» **Data in this exercise**
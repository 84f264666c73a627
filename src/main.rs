//
//  profilescout
//  main.rs
//
//  Created by Ngonidzashe Mangudya on 2026/01/12.
//  Copyright (c) 2025 IAMNGONI. All rights reserved.
//

use anyhow::Result;
use clap::Parser;
use tracing_subscriber::{fmt, prelude::*, EnvFilter};

use profilescout::api::{ApiError, ErrorKind};
use profilescout::cli::{Cli, Commands};
use profilescout::exit_codes;

#[tokio::main]
async fn main() -> Result<()> {
    // Initialize logging
    init_logging();

    // Parse CLI arguments
    let cli = Cli::parse();

    // Execute command
    let result = run(cli).await;

    // Handle result and exit
    match result {
        Ok(()) => std::process::exit(exit_codes::SUCCESS),
        Err(e) => {
            eprintln!("Error: {e:#}");
            if let Some(api) = e.downcast_ref::<ApiError>() {
                if let Some(retry_after) = api.retry_after() {
                    eprintln!("Retry in {} second(s).", retry_after);
                }
            }
            std::process::exit(exit_code(&e));
        }
    }
}

/// Initialize logging based on environment
fn init_logging() {
    let filter = EnvFilter::try_from_env("SCOUT_DEBUG")
        .unwrap_or_else(|_| EnvFilter::new("warn"));

    tracing_subscriber::registry()
        .with(fmt::layer().with_target(false).with_writer(std::io::stderr))
        .with(filter)
        .init();
}

/// Maps API error kinds to process exit codes
fn exit_code(err: &anyhow::Error) -> i32 {
    let Some(api) = err.downcast_ref::<ApiError>() else {
        return exit_codes::ERROR;
    };

    match api.kind() {
        ErrorKind::Auth => exit_codes::AUTH_ERROR,
        ErrorKind::NotFound => exit_codes::NOT_FOUND,
        ErrorKind::Validation => exit_codes::VALIDATION,
        ErrorKind::RateLimit => exit_codes::RATE_LIMIT,
        ErrorKind::Generic if api.status() == 408 => exit_codes::TIMEOUT,
        ErrorKind::Generic => exit_codes::ERROR,
    }
}

/// Main command dispatcher
async fn run(cli: Cli) -> Result<()> {
    match cli.command {
        Commands::Search(cmd) => cmd.run(&cli.global).await,
        Commands::Research(cmd) => cmd.run(&cli.global).await,
        Commands::Enrich(cmd) => cmd.run(&cli.global).await,
        Commands::Credits(cmd) => cmd.run(&cli.global).await,
        Commands::Config(cmd) => cmd.run(&cli.global).await,
        Commands::Version => {
            println!("scout version {}", profilescout::VERSION);
            Ok(())
        }
    }
}
//
//  profilescout
//  api/common/pagination.rs
//
//  Created by Ngonidzashe Mangudya on 2026/01/12.
//  Copyright (c) 2025 IAMNGONI. All rights reserved.
//

//! Lazy Pagination over Offset/Token Paged Endpoints
//!
//! The search endpoint pages with an `offset`/`limit` pair and hands back a
//! continuation token (`search_id`) that must accompany follow-up requests
//! so the server can serve later pages from the same result set.
//! [`Paginator`] hides that bookkeeping and yields items one at a time.
//!
//! # Termination
//!
//! After each page the sequence ends when either:
//!
//! - the page held fewer items than the requested `limit`, or
//! - `offset + items` reached the `total` the server reported.
//!
//! Otherwise the offset advances by the number of items just received and
//! the next page is requested only once the current one has been consumed.
//!
//! # Example
//!
//! ```rust
//! use profilescout::api::common::{Page, Paginator};
//!
//! # tokio_test::block_on(async {
//! let mut pages = Paginator::new(2, |req| async move {
//!     let items: Vec<u64> = (req.offset..(req.offset + 2).min(3)).collect();
//!     Ok::<_, profilescout::api::ApiError>(Page {
//!         items,
//!         total: Some(3),
//!         continuation: Some("token".to_string()),
//!     })
//! });
//!
//! let mut seen = Vec::new();
//! while let Some(n) = pages.next().await? {
//!     seen.push(n);
//! }
//! assert_eq!(seen, vec![0, 1, 2]);
//! # Ok::<(), profilescout::api::ApiError>(())
//! # }).unwrap();
//! ```

use std::collections::VecDeque;
use std::future::Future;
use std::pin::Pin;

use super::ApiError;

/// Default number of items requested per page.
pub const DEFAULT_PAGE_SIZE: u32 = 30;

/// Cursor handed to the page-fetch function for each request.
#[derive(Debug, Clone, PartialEq, Eq)]
pub struct PageRequest {
    /// Number of items already yielded by earlier pages.
    pub offset: u64,
    /// Maximum number of items to request.
    pub limit: u32,
    /// Server-issued token from the previous page, absent for the first one.
    pub continuation: Option<String>,
}

/// One page as returned by the page-fetch function.
#[derive(Debug, Clone)]
pub struct Page<T> {
    /// Items in server order.
    pub items: Vec<T>,
    /// Total item count reported by the server, if any.
    pub total: Option<u64>,
    /// Token to send with the next request.
    pub continuation: Option<String>,
}

/// Boxed future produced by a page-fetch function.
pub type PageFuture<T> = Pin<Box<dyn Future<Output = Result<Page<T>, ApiError>> + Send>>;

type FetchFn<T> = Box<dyn FnMut(PageRequest) -> PageFuture<T> + Send>;

/// A forward-only sequence of items fetched page by page.
///
/// Nothing is requested until the first call to [`next`](Self::next) or
/// [`next_page`](Self::next_page). Dropping the paginator stops it; no
/// request is ever issued ahead of consumption. Once the sequence ends, or
/// a page fetch fails, it stays finished.
pub struct Paginator<T> {
    fetch: FetchFn<T>,
    limit: u32,
    offset: u64,
    continuation: Option<String>,
    buffer: VecDeque<T>,
    done: bool,
    remaining: Option<usize>,
    pages_fetched: usize,
}

impl<T: Send + 'static> Paginator<T> {
    /// Creates a paginator that requests `limit` items per page from `fetch`.
    ///
    /// A `limit` of zero is treated as one.
    pub fn new<F, Fut>(limit: u32, mut fetch: F) -> Self
    where
        F: FnMut(PageRequest) -> Fut + Send + 'static,
        Fut: Future<Output = Result<Page<T>, ApiError>> + Send + 'static,
    {
        Self {
            fetch: Box::new(move |request| Box::pin(fetch(request))),
            limit: limit.max(1),
            offset: 0,
            continuation: None,
            buffer: VecDeque::new(),
            done: false,
            remaining: None,
            pages_fetched: 0,
        }
    }

    /// Stops the sequence after `max` items, without fetching further pages.
    pub fn with_max_results(mut self, max: usize) -> Self {
        self.remaining = Some(max);
        self
    }

    /// Returns `true` while more items may be yielded.
    pub fn has_more(&self) -> bool {
        if self.remaining == Some(0) {
            return false;
        }
        !self.buffer.is_empty() || !self.done
    }

    /// Number of page requests issued so far.
    pub fn pages_fetched(&self) -> usize {
        self.pages_fetched
    }

    /// Returns the next item, fetching a new page when the buffer is empty.
    ///
    /// Returns `Ok(None)` once the sequence is exhausted.
    pub async fn next(&mut self) -> Result<Option<T>, ApiError> {
        if self.remaining == Some(0) {
            return Ok(None);
        }

        if self.buffer.is_empty() {
            if self.done {
                return Ok(None);
            }
            self.fetch_page().await?;
        }

        let item = self.buffer.pop_front();
        if item.is_some() {
            if let Some(remaining) = self.remaining.as_mut() {
                *remaining -= 1;
            }
        }
        Ok(item)
    }

    /// Returns the rest of the current page, or the next page if the
    /// current one has been fully consumed.
    ///
    /// Returns `Ok(None)` once the sequence is exhausted.
    pub async fn next_page(&mut self) -> Result<Option<Vec<T>>, ApiError> {
        if !self.has_more() {
            return Ok(None);
        }

        if self.buffer.is_empty() {
            self.fetch_page().await?;
        }

        let take = match self.remaining {
            Some(remaining) => remaining.min(self.buffer.len()),
            None => self.buffer.len(),
        };
        if take == 0 {
            return Ok(None);
        }

        let items: Vec<T> = self.buffer.drain(..take).collect();
        if let Some(remaining) = self.remaining.as_mut() {
            *remaining -= items.len();
        }
        Ok(Some(items))
    }

    /// Collects every remaining item into a `Vec`.
    pub async fn collect(mut self) -> Result<Vec<T>, ApiError> {
        let mut all = Vec::new();
        while let Some(item) = self.next().await? {
            all.push(item);
        }
        Ok(all)
    }

    async fn fetch_page(&mut self) -> Result<(), ApiError> {
        let request = PageRequest {
            offset: self.offset,
            limit: self.limit,
            continuation: self.continuation.clone(),
        };

        self.pages_fetched += 1;
        tracing::debug!(
            offset = request.offset,
            limit = request.limit,
            page = self.pages_fetched,
            "fetching page"
        );

        let page = match (self.fetch)(request).await {
            Ok(page) => page,
            Err(e) => {
                self.done = true;
                return Err(e);
            }
        };

        let count = page.items.len() as u64;
        let short_page = count < u64::from(self.limit);
        let reached_total = page.total.is_some_and(|total| self.offset + count >= total);

        if short_page || reached_total {
            self.done = true;
        } else {
            if page.continuation.is_some() {
                self.continuation = page.continuation;
            }
            self.offset += count;
        }

        self.buffer.extend(page.items);
        Ok(())
    }
}

#[cfg(test)]
mod tests {
    use super::*;
    use std::sync::atomic::{AtomicUsize, Ordering};
    use std::sync::{Arc, Mutex};

    /// Serves `0..total` in pages and records each request.
    fn numbered(
        total: u64,
        calls: Arc<AtomicUsize>,
        seen: Arc<Mutex<Vec<PageRequest>>>,
    ) -> impl FnMut(PageRequest) -> PageFuture<u64> + Send + 'static {
        move |req: PageRequest| {
            calls.fetch_add(1, Ordering::SeqCst);
            seen.lock().unwrap().push(req.clone());
            Box::pin(async move {
                let end = (req.offset + u64::from(req.limit)).min(total);
                Ok(Page {
                    items: (req.offset..end).collect(),
                    total: Some(total),
                    continuation: Some(format!("search-{}", end)),
                })
            })
        }
    }

    #[tokio::test]
    async fn test_thirty_one_items_take_two_fetches() {
        let calls = Arc::new(AtomicUsize::new(0));
        let seen = Arc::new(Mutex::new(Vec::new()));
        let pages = Paginator::new(30, numbered(31, calls.clone(), seen.clone()));

        let items = pages.collect().await.unwrap();

        assert_eq!(items, (0..31).collect::<Vec<u64>>());
        assert_eq!(calls.load(Ordering::SeqCst), 2);

        let seen = seen.lock().unwrap();
        assert_eq!(seen[0].offset, 0);
        assert_eq!(seen[0].continuation, None);
        assert_eq!(seen[1].offset, 30);
        assert_eq!(seen[1].continuation.as_deref(), Some("search-30"));
    }

    #[tokio::test]
    async fn test_exact_total_stops_without_extra_fetch() {
        let calls = Arc::new(AtomicUsize::new(0));
        let seen = Arc::new(Mutex::new(Vec::new()));
        let pages = Paginator::new(10, numbered(20, calls.clone(), seen));

        let items = pages.collect().await.unwrap();

        assert_eq!(items.len(), 20);
        assert_eq!(calls.load(Ordering::SeqCst), 2);
    }

    #[tokio::test]
    async fn test_short_page_without_total_ends() {
        let calls = Arc::new(AtomicUsize::new(0));
        let counter = calls.clone();
        let pages = Paginator::new(5, move |req: PageRequest| {
            counter.fetch_add(1, Ordering::SeqCst);
            async move {
                let items = if req.offset == 0 { vec![1, 2, 3, 4, 5] } else { vec![6] };
                Ok::<_, ApiError>(Page { items, total: None, continuation: None })
            }
        });

        let items = pages.collect().await.unwrap();

        assert_eq!(items, vec![1, 2, 3, 4, 5, 6]);
        assert_eq!(calls.load(Ordering::SeqCst), 2);
    }

    #[tokio::test]
    async fn test_early_termination_issues_no_more_requests() {
        let calls = Arc::new(AtomicUsize::new(0));
        let seen = Arc::new(Mutex::new(Vec::new()));
        let mut pages = Paginator::new(30, numbered(100, calls.clone(), seen));

        for _ in 0..5 {
            assert!(pages.next().await.unwrap().is_some());
        }
        drop(pages);

        assert_eq!(calls.load(Ordering::SeqCst), 1);
    }

    #[tokio::test]
    async fn test_nothing_fetched_before_first_next() {
        let calls = Arc::new(AtomicUsize::new(0));
        let seen = Arc::new(Mutex::new(Vec::new()));
        let pages = Paginator::new(30, numbered(100, calls.clone(), seen));

        assert!(pages.has_more());
        assert_eq!(pages.pages_fetched(), 0);
        assert_eq!(calls.load(Ordering::SeqCst), 0);
    }

    #[tokio::test]
    async fn test_max_results_caps_items_and_fetches() {
        let calls = Arc::new(AtomicUsize::new(0));
        let seen = Arc::new(Mutex::new(Vec::new()));
        let pages = Paginator::new(10, numbered(100, calls.clone(), seen)).with_max_results(15);

        let items = pages.collect().await.unwrap();

        assert_eq!(items.len(), 15);
        assert_eq!(calls.load(Ordering::SeqCst), 2);
    }

    #[tokio::test]
    async fn test_next_page_returns_whole_pages() {
        let calls = Arc::new(AtomicUsize::new(0));
        let seen = Arc::new(Mutex::new(Vec::new()));
        let mut pages = Paginator::new(30, numbered(31, calls, seen));

        assert_eq!(pages.next_page().await.unwrap().map(|p| p.len()), Some(30));
        assert_eq!(pages.next_page().await.unwrap().map(|p| p.len()), Some(1));
        assert!(pages.next_page().await.unwrap().is_none());
        assert!(!pages.has_more());
    }

    #[tokio::test]
    async fn test_fetch_error_finishes_sequence() {
        let mut pages: Paginator<u64> = Paginator::new(10, |_req: PageRequest| async {
            Err::<Page<u64>, _>(ApiError::generic(503, "unavailable"))
        });

        let err = pages.next().await.unwrap_err();

        assert_eq!(err.status(), 503);
        assert!(pages.next().await.unwrap().is_none());
    }
}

» **Problem requirements**
Copy every line of the material above in which the string "push" can be found.

» **Response to the task**
//!     seen.push(n);
            all.push(item);
            seen.lock().unwrap().push(req.clone());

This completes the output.